REQUIRED ACTION:
Print the records below word for word, beginning with the first line and ending once the line containing "Turns the step" is printed.

Stored data entries:
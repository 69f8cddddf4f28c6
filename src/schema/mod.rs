//! Schema module - Replay flow and playback configuration types.

mod config;
mod flow;

pub use config::*;
pub use flow::*;
//! Tick transition animator.
//!
//! Turns the step from snapshot `n` to snapshot `n + 1` into a [`TickPlan`]:
//! every visual change of the tick, follow-ups included, with its offset from
//! the tick start. The plan is submitted to the scheduler in one go, so task
//! ordering is a property of the plan and nothing schedules from inside a task.
//!
//! ```text
//! offset (default timing)
//!    0  translate (heading unchanged)
//!  100  rotate (heading changed)
//!  200  strike cells tinted pre-hit
//!  300  translate (after a turn)
//! 1100  impact cells switch to hit, other struck cells clear
//! 1300  move commit (after a turn), hit cells clear, crash on, health update
//! 1550  health emphasis relaxes
//! 2200  crash off
//! ```

use std::collections::BTreeMap;

use super::preview::strike_cells;
use super::scheduler::{AnimationScheduler, EpochId, SchedulerError};
use crate::board::{BoardView, Tint, Translation};
use crate::schema::{BoardConfig, Cell, Flow, PlaybackConfig, TimingConfig};

/// One visual change.
#[derive(Debug, Clone, Copy, PartialEq, Eq)]
pub enum Effect {
    /// Set or clear a cell tone.
    Tint { cell: Cell, tint: Option<Tint> },
    /// Toggle a crash highlight.
    Crash { cell: Cell, on: bool },
    /// Set a token's running rotation total.
    Rotate { player: usize, rotation: i32 },
    /// Shift a token toward its destination cell.
    Translate { player: usize, offset: Translation },
    /// Land a token in its destination cell.
    CommitMove { player: usize, cell: Cell },
    /// Show a new health value, emphasized.
    Health { player: usize, health: i32 },
    /// Drop the health emphasis.
    RelaxHealth { player: usize },
}

impl Effect {
    pub fn apply<B: BoardView + ?Sized>(self, board: &mut B) {
        match self {
            Effect::Tint { cell, tint } => board.set_tint(cell, tint),
            Effect::Crash { cell, on } => board.set_crash(cell, on),
            Effect::Rotate { player, rotation } => board.set_token_rotation(player, rotation),
            Effect::Translate { player, offset } => board.set_token_offset(player, offset),
            Effect::CommitMove { player, cell } => board.commit_token_move(player, cell),
            Effect::Health { player, health } => {
                board.set_health_text(player, Some(health));
                board.set_health_emphasis(player, true);
            }
            Effect::RelaxHealth { player } => board.set_health_emphasis(player, false),
        }
    }
}

/// Work items run by the playback scheduler.
#[derive(Debug, Clone, Copy, PartialEq, Eq)]
pub enum PlaybackTask {
    /// Make `tick` the current tick and animate its transition.
    EnterTick(usize),
    Effect(Effect),
}

/// An effect with its offset from the tick start.
#[derive(Debug, Clone, Copy, PartialEq, Eq)]
pub struct PlannedEffect {
    pub at: u64,
    pub effect: Effect,
}

/// Every effect of one tick transition, ordered by offset.
#[derive(Debug, Clone, Default, PartialEq, Eq)]
pub struct TickPlan {
    pub tick: usize,
    pub effects: Vec<PlannedEffect>,
}

impl TickPlan {
    /// Offset of the last effect; the tick is over once it ran.
    pub fn duration(&self) -> u64 {
        self.effects.iter().map(|e| e.at).max().unwrap_or(0)
    }

    pub fn is_empty(&self) -> bool {
        self.effects.is_empty()
    }

    fn push(&mut self, at: u64, effect: Effect) {
        self.effects.push(PlannedEffect { at, effect });
    }
}

/// Completion signal of an animated tick.
#[derive(Debug, Clone, Copy, PartialEq, Eq)]
pub struct TickJoin {
    pub epoch: EpochId,
    pub tick: usize,
}

impl TickJoin {
    /// True once every task of the tick ran (or the epoch was canceled).
    pub fn is_resolved<T>(&self, scheduler: &AnimationScheduler<T>) -> bool {
        scheduler.pending(self.epoch) == 0
    }
}

/// Plans and submits tick transitions.
#[derive(Debug, Clone)]
pub struct TickAnimator {
    board: BoardConfig,
    timing: TimingConfig,
}

impl TickAnimator {
    pub fn new(config: &PlaybackConfig) -> Self {
        Self {
            board: config.board,
            timing: config.timing,
        }
    }

    /// Plan the transition out of `tick`, reading displayed rotation and health from `board`.
    ///
    /// # Panics
    /// Panics if `tick + 1` is not a valid flow index.
    pub fn plan<B: BoardView + ?Sized>(&self, flow: &Flow, tick: usize, board: &B) -> TickPlan {
        let mut plan = TickPlan {
            tick,
            effects: Vec::new(),
        };
        let current = flow.snapshot(tick);
        let next = flow.snapshot(tick + 1);

        self.plan_crashes(next.iter().map(|s| s.position), &mut plan);
        self.plan_strikes(flow, tick, &mut plan);

        // Health shown while parked on a tick comes from the snapshot after it.
        if let Some(after) = flow.get(tick + 2) {
            let window = self.timing.movement_window();
            for (player, state) in after.iter().enumerate() {
                if board.health_text(player) != Some(state.health) {
                    plan.push(
                        window,
                        Effect::Health {
                            player,
                            health: state.health,
                        },
                    );
                    plan.push(
                        window + self.timing.health_zoom_duration,
                        Effect::RelaxHealth { player },
                    );
                }
            }
        }

        for (player, (from, to)) in current.iter().zip(next).enumerate() {
            if !to.moved {
                continue;
            }
            let delta = from.heading.turn_to(to.heading);
            let start = if delta != 0 {
                let rotation = board
                    .token_rotation(player)
                    .unwrap_or_else(|| from.heading.rotation());
                plan.push(
                    self.timing.turn_delay,
                    Effect::Rotate {
                        player,
                        rotation: rotation + delta,
                    },
                );
                self.timing.translation_after_turn()
            } else {
                0
            };
            let (dx, dy) = to.heading.step();
            plan.push(
                start,
                Effect::Translate {
                    player,
                    offset: Translation::new(dx, dy),
                },
            );
            plan.push(
                start + self.timing.move_duration,
                Effect::CommitMove {
                    player,
                    cell: to.position,
                },
            );
        }

        plan.effects.sort_by_key(|e| e.at);
        plan
    }

    /// One crash per cell shared by two or more tanks, after movement settles.
    fn plan_crashes(&self, positions: impl Iterator<Item = Cell>, plan: &mut TickPlan) {
        let mut occupancy: BTreeMap<Cell, usize> = BTreeMap::new();
        for cell in positions {
            *occupancy.entry(cell).or_default() += 1;
        }
        let start = self.timing.movement_window();
        let end = start + self.timing.indication_duration();
        for (cell, _) in occupancy.into_iter().filter(|(_, n)| *n > 1) {
            plan.push(start, Effect::Crash { cell, on: true });
            plan.push(end, Effect::Crash { cell, on: false });
        }
    }

    /// Two-phase strike tones. Each struck cell is cleared exactly once, by the
    /// first player that touched it.
    fn plan_strikes(&self, flow: &Flow, tick: usize, plan: &mut TickPlan) {
        let show = self.timing.missile_show_delay;
        let resolve = show + self.timing.indication_duration();
        let clear_hit = resolve + self.timing.hit_color_duration;

        for (cell, strikes) in strike_cells(flow.snapshot(tick + 1), &self.board) {
            for (k, &player) in strikes.players.iter().enumerate() {
                let tint = if k == 0 {
                    Tint::PreHit(player)
                } else {
                    Tint::OverlapPreHit
                };
                plan.push(
                    show,
                    Effect::Tint {
                        cell,
                        tint: Some(tint),
                    },
                );
            }
            if strikes.is_impact() {
                plan.push(
                    resolve,
                    Effect::Tint {
                        cell,
                        tint: Some(strikes.resolved_tint()),
                    },
                );
                plan.push(clear_hit, Effect::Tint { cell, tint: None });
            } else {
                plan.push(resolve, Effect::Tint { cell, tint: None });
            }
        }
    }

    /// Plan the transition out of `tick` and queue it under `epoch`.
    pub fn animate<B: BoardView + ?Sized>(
        &self,
        flow: &Flow,
        tick: usize,
        board: &B,
        scheduler: &mut AnimationScheduler<PlaybackTask>,
        epoch: EpochId,
    ) -> Result<TickJoin, SchedulerError> {
        let plan = self.plan(flow, tick, board);
        log::debug!(
            "tick {} planned: {} effect(s) over {}ms",
            tick,
            plan.effects.len(),
            plan.duration()
        );
        for PlannedEffect { at, effect } in plan.effects {
            scheduler.schedule(epoch, at, PlaybackTask::Effect(effect))?;
        }
        Ok(TickJoin { epoch, tick })
    }
}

ANSWER FOR THIS EXERCISE:
repository 69f8cddddf4f28c6
filename src/schema/mod.rs
//! Schema module - Replay flow and playback configuration types.

mod config;
mod flow;

pub use config::*;
pub use flow::*;
//! Tick transition animator.
//!
//! Turns the step from snapshot `n` to snapshot `n + 1` into a [`TickPlan`]:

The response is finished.